[Task]:
Give back every entry below, unchanged.

[Dataset]:
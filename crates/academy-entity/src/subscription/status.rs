//! Subscription status and kind enumerations.

use serde::{Deserialize, Serialize};
use std::fmt;

/// Lifecycle status of a subscription.
#[derive(Debug, Clone, Copy, PartialEq, Eq, Hash, Serialize, Deserialize, sqlx::Type)]
#[sqlx(type_name = "subscription_status", rename_all = "lowercase")]
#[serde(rename_all = "lowercase")]
pub enum SubscriptionStatus {
    /// Created, waiting for the first payment.
    Pending,
    /// Paid and running.
    Active,
    /// Grace window passed without payment.
    Suspended,
    /// Cancelled, e.g. after the pending timeout.
    Cancelled,
    /// `end_date` passed.
    Expired,
}

impl SubscriptionStatus {
    /// Whether the lifecycle allows moving from `self` to `target`.
    pub fn can_transition_to(&self, target: SubscriptionStatus) -> bool {
        use SubscriptionStatus::*;
        matches!(
            (self, target),
            (Pending, Active)
                | (Pending, Cancelled)
                | (Active, Expired)
                | (Active, Suspended)
                | (Active, Cancelled)
                | (Suspended, Active)
                | (Suspended, Cancelled)
        )
    }

    /// Check if the subscription is in a terminal state.
    pub fn is_terminal(&self) -> bool {
        matches!(self, Self::Cancelled | Self::Expired)
    }

    /// Return the status as a lowercase string.
    pub fn as_str(&self) -> &'static str {
        match self {
            Self::Pending => "pending",
            Self::Active => "active",
            Self::Suspended => "suspended",
            Self::Cancelled => "cancelled",
            Self::Expired => "expired",
        }
    }
}

impl fmt::Display for SubscriptionStatus {
    fn fmt(&self, f: &mut fmt::Formatter<'_>) -> fmt::Result {
        write!(f, "{}", self.as_str())
    }
}

/// Which catalogue a subscription belongs to.
///
/// Both kinds share the same shape; they differ in notification copy and
/// in the deep link the client opens.
#[derive(Debug, Clone, Copy, PartialEq, Eq, Hash, PartialOrd, Ord, Serialize, Deserialize, sqlx::Type)]
#[sqlx(type_name = "subscription_kind", rename_all = "lowercase")]
#[serde(rename_all = "lowercase")]
pub enum SubscriptionKind {
    /// Quran memorization/recitation circle.
    Quran,
    /// Academic tutoring package.
    Academic,
}

impl SubscriptionKind {
    /// Lowercase identifier used in links and job payloads.
    pub fn as_str(&self) -> &'static str {
        match self {
            Self::Quran => "quran",
            Self::Academic => "academic",
        }
    }

    /// Title-cased name for notification copy.
    pub fn display_name(&self) -> &'static str {
        match self {
            Self::Quran => "Quran",
            Self::Academic => "Academic",
        }
    }
}

impl fmt::Display for SubscriptionKind {
    fn fmt(&self, f: &mut fmt::Formatter<'_>) -> fmt::Result {
        write!(f, "{}", self.as_str())
    }
}

#[cfg(test)]
mod tests {
    use super::*;

    #[test]
    fn test_sweep_transitions_are_legal() {
        assert!(SubscriptionStatus::Pending.can_transition_to(SubscriptionStatus::Cancelled));
        assert!(SubscriptionStatus::Active.can_transition_to(SubscriptionStatus::Suspended));
        assert!(SubscriptionStatus::Suspended.can_transition_to(SubscriptionStatus::Active));
    }

    #[test]
    fn test_illegal_transitions() {
        assert!(!SubscriptionStatus::Cancelled.can_transition_to(SubscriptionStatus::Active));
        assert!(!SubscriptionStatus::Pending.can_transition_to(SubscriptionStatus::Suspended));
        assert!(!SubscriptionStatus::Expired.can_transition_to(SubscriptionStatus::Active));
        assert!(!SubscriptionStatus::Active.can_transition_to(SubscriptionStatus::Active));
    }

    #[test]
    fn test_serde_lowercase() {
        let json = serde_json::to_string(&SubscriptionStatus::Suspended).unwrap();
        assert_eq!(json, "\"suspended\"");
        let kind: SubscriptionKind = serde_json::from_str("\"academic\"").unwrap();
        assert_eq!(kind, SubscriptionKind::Academic);
    }
}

[Output for this task]:
filename crates/academy-entity/src/subscription/status.rs
//! Subscription status and kind enumerations.

use serde::{Deserialize, Serialize};
use std::fmt;

/// Lifecycle status of a subscription.
#[derive(Debug, Clone, Copy, PartialEq, Eq, Hash, Serialize, Deserialize, sqlx::Type)]
#[sqlx(type_name = "subscription_status", rename_all = "lowercase")]
#[serde(rename_all = "lowercase")]
pub enum SubscriptionStatus {
    /// Created, waiting for the first payment.
    Pending,
    /// Paid and running.
    Active,
    /// Grace window passed without payment.
    Suspended,
    /// Cancelled, e.g. after the pending timeout.
    Cancelled,
    /// `end_date` passed.
    Expired,
}

impl SubscriptionStatus {
    /// Whether the lifecycle allows moving from `self` to `target`.
    pub fn can_transition_to(&self, target: SubscriptionStatus) -> bool {
        use SubscriptionStatus::*;
        matches!(
            (self, target),
            (Pending, Active)
                | (Pending, Cancelled)
                | (Active, Expired)
                | (Active, Suspended)
                | (Active, Cancelled)
                | (Suspended, Active)
                | (Suspended, Cancelled)
        )
    }

    /// Check if the subscription is in a terminal state.
    pub fn is_terminal(&self) -> bool {
        matches!(self, Self::Cancelled | Self::Expired)
    }

    /// Return the status as a lowercase string.
    pub fn as_str(&self) -> &'static str {
        match self {
            Self::Pending => "pending",
            Self::Active => "active",
            Self::Suspended => "suspended",
            Self::Cancelled => "cancelled",
            Self::Expired => "expired",
        }
    }
}

impl fmt::Display for SubscriptionStatus {
    fn fmt(&self, f: &mut fmt::Formatter<'_>) -> fmt::Result {
        write!(f, "{}", self.as_str())
    }
}

/// Which catalogue a subscription belongs to.
///
/// Both kinds share the same shape; they differ in notification copy and
/// in the deep link the client opens.
#[derive(Debug, Clone, Copy, PartialEq, Eq, Hash, PartialOrd, Ord, Serialize, Deserialize, sqlx::Type)]
#[sqlx(type_name = "subscription_kind", rename_all = "lowercase")]
#[serde(rename_all = "lowercase")]
pub enum SubscriptionKind {
    /// Quran memorization/recitation circle.
    Quran,
    /// Academic tutoring package.
    Academic,
}

impl SubscriptionKind {
    /// Lowercase identifier used in links and job payloads.
    pub fn as_str(&self) -> &'static str {
        match self {
            Self::Quran => "quran",
            Self::Academic => "academic",
        }
    }

    /// Title-cased name for notification copy.
    pub fn display_name(&self) -> &'static str {
        match self {
            Self::Quran => "Quran",
            Self::Academic => "Academic",
        }
    }
}

impl fmt::Display for SubscriptionKind {
    fn fmt(&self, f: &mut fmt::Formatter<'_>) -> fmt::Result {
        write!(f, "{}", self.as_str())
    }
}

#[cfg(test)]
mod tests {
    use super::*;

    #[test]
    fn test_sweep_transitions_are_legal() {
        assert!(SubscriptionStatus::Pending.can_transition_to(SubscriptionStatus::Cancelled));
        assert!(SubscriptionStatus::Active.can_transition_to(SubscriptionStatus::Suspended));
        assert!(SubscriptionStatus::Suspended.can_transition_to(SubscriptionStatus::Active));
    }

    #[test]
    fn test_illegal_transitions() {
        assert!(!SubscriptionStatus::Cancelled.can_transition_to(SubscriptionStatus::Active));
        assert!(!SubscriptionStatus::Pending.can_transition_to(SubscriptionStatus::Suspended));
        assert!(!SubscriptionStatus::Expired.can_transition_to(SubscriptionStatus::Active));
        assert!(!SubscriptionStatus::Active.can_transition_to(SubscriptionStatus::Active));
    }

    #[test]
    fn test_serde_lowercase() {
        let json = serde_json::to_string(&SubscriptionStatus::Suspended).unwrap();
        assert_eq!(json, "\"suspended\"");
        let kind: SubscriptionKind = serde_json::from_str("\"academic\"").unwrap();
        assert_eq!(kind, SubscriptionKind::Academic);
    }
}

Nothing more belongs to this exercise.